When the discussion turned to inequality in society, the Rev. Kevin James of New Creation Bible Fellowship, who is president of the California African American Fellowship of the Southern Baptist Convention, said that modern society still doesn’t offer fair treatment for all.
“It’s been demonstrated in the African American context, if you have rules and the rules apply to everybody and it’s the same for everybody, we function well when we have a level playing field, but when it’s not equal, then that’s where you see the racial challenges.”
He likened the experience of African Americans to that of participants in a long distance race, where those who are considered to be the top competitors start at the front and everyone else is in the pack well behind the starting line.

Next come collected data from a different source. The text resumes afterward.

//! Output formatting for command results.
//!
//! Supports plain text (tables for listings) and JSON.

use anyhow::Result;
use chunkstore_engine::AnalysisReport;
use comfy_table::{Cell, ContentArrangement, Table};
use serde::Serialize;

use crate::commands::{DumpInfo, RangeListing};

/// Output format options.
#[derive(Debug, Clone, Copy, PartialEq, Eq)]
pub enum OutputFormat {
    /// Text and tables.
    Text,
    /// Pretty-printed JSON.
    Json,
}

fn to_json<T: Serialize>(value: &T) -> Result<String> {
    Ok(serde_json::to_string_pretty(value)?)
}

fn new_table() -> Table {
    let mut table = Table::new();
    table
        .set_content_arrangement(ContentArrangement::Dynamic)
        .load_preset(comfy_table::presets::UTF8_FULL)
        .apply_modifier(comfy_table::modifiers::UTF8_ROUND_CORNERS);
    table
}

/// Formats an analyzer report.
pub fn format_report(report: &AnalysisReport, format: OutputFormat) -> Result<String> {
    match format {
        OutputFormat::Text => Ok(report.to_string()),
        OutputFormat::Json => to_json(report),
    }
}

/// Formats a dump summary.
pub fn format_info(info: &DumpInfo, format: OutputFormat) -> Result<String> {
    if format == OutputFormat::Json {
        return to_json(info);
    }

    let status = &info.status;
    let rows: Vec<(&str, String)> = vec![
        ("file", format!("{} ({} bytes)", info.path, info.file_bytes)),
        ("owner", format!("{:#06x}", info.owner)),
        ("arena size", info.arena_size.to_string()),
        ("max block size", info.max_block_size.to_string()),
        ("pointer width", info.pointer_width.to_string()),
        ("size classes", info.size_classes.to_string()),
        ("lid levels", info.lid_levels.to_string()),
        ("next local id", info.next_local_id.to_string()),
        (
            "recycler",
            format!(
                "{} queued / {} capacity, {} available",
                info.recycler_ring, info.recycler_capacity, info.recycler_available
            ),
        ),
        (
            "allocated",
            format!(
                "{} blocks, {} bytes ({} payload)",
                status.allocated_blocks, status.allocated_bytes, status.payload_bytes
            ),
        ),
        (
            "free",
            format!("{} blocks, {} bytes", status.free_blocks, status.free_bytes),
        ),
        ("markers", status.marker_bytes.to_string()),
        ("utilization", format!("{:.1}%", info.utilization * 100.0)),
        ("conserved", info.conserved.to_string()),
    ];

    let mut table = new_table();
    table.set_header(vec!["field", "value"]);
    for (field, value) in rows {
        table.add_row(vec![Cell::new(field), Cell::new(value)]);
    }
    Ok(table.to_string())
}

/// Formats an id range listing.
pub fn format_ranges(listing: &RangeListing, format: OutputFormat) -> Result<String> {
    if format == OutputFormat::Json {
        return to_json(listing);
    }
    if listing.ranges.is_empty() {
        return Ok("(no ids)".to_string());
    }

    let mut table = new_table();
    table.set_header(vec!["first", "last", "count"]);
    for range in &listing.ranges {
        table.add_row(vec![
            Cell::new(range.start),
            Cell::new(range.end),
            Cell::new(range.len()),
        ]);
    }
    let kind = if listing.migrated { "migrated" } else { "local" };
    Ok(format!(
        "{table}\n{} {kind} id(s) in {} range(s)",
        listing.ids,
        listing.ranges.len()
    ))
}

“It’s really not an equal race, and I think that’s how society has been for African Americans for over 400 years,” James said. “We’re in the pack and the whites have been placed out in front because of their opportunities, so we don’t have a chance because we’ve got to shove and push, because we’re not all starting from the same place.”
Robert Bivens, president of the Stockton NAACP, continued on that theme, calling it the unequal-opportunity race, with opportunities for housing and education as the trophies.
“When the Black folk take off, there’s a hole and they fall in the hole, they get up out of the hole and then they go, there’s a wall, then they go, there’s a fence, and then they go, there’s jail, and then they go coming out of jail and then there’s another brick wall that they have to go through,” he said. “The task we have as the NAACP is to take those barriers out of the way for Black people first and other people of color, because anytime Black people benefit, everybody else comes on board.”
Bivens added later that these kinds of conversations are uncomfortable, but they need to happen, especially because race and ethnicity often come up as underlying issues when he interacts with public officials.
“They are making decisions, so we have to interact and they have to respect and understand us so that we are all working together for the betterment of the community,” he said. “White people don’t know everything. Black people don’t know everything. Latinos don’t know everything. But if we come together and share our database and our knowledge, then we can progress, but if we stay separated and afraid of each other, that won’t happen.”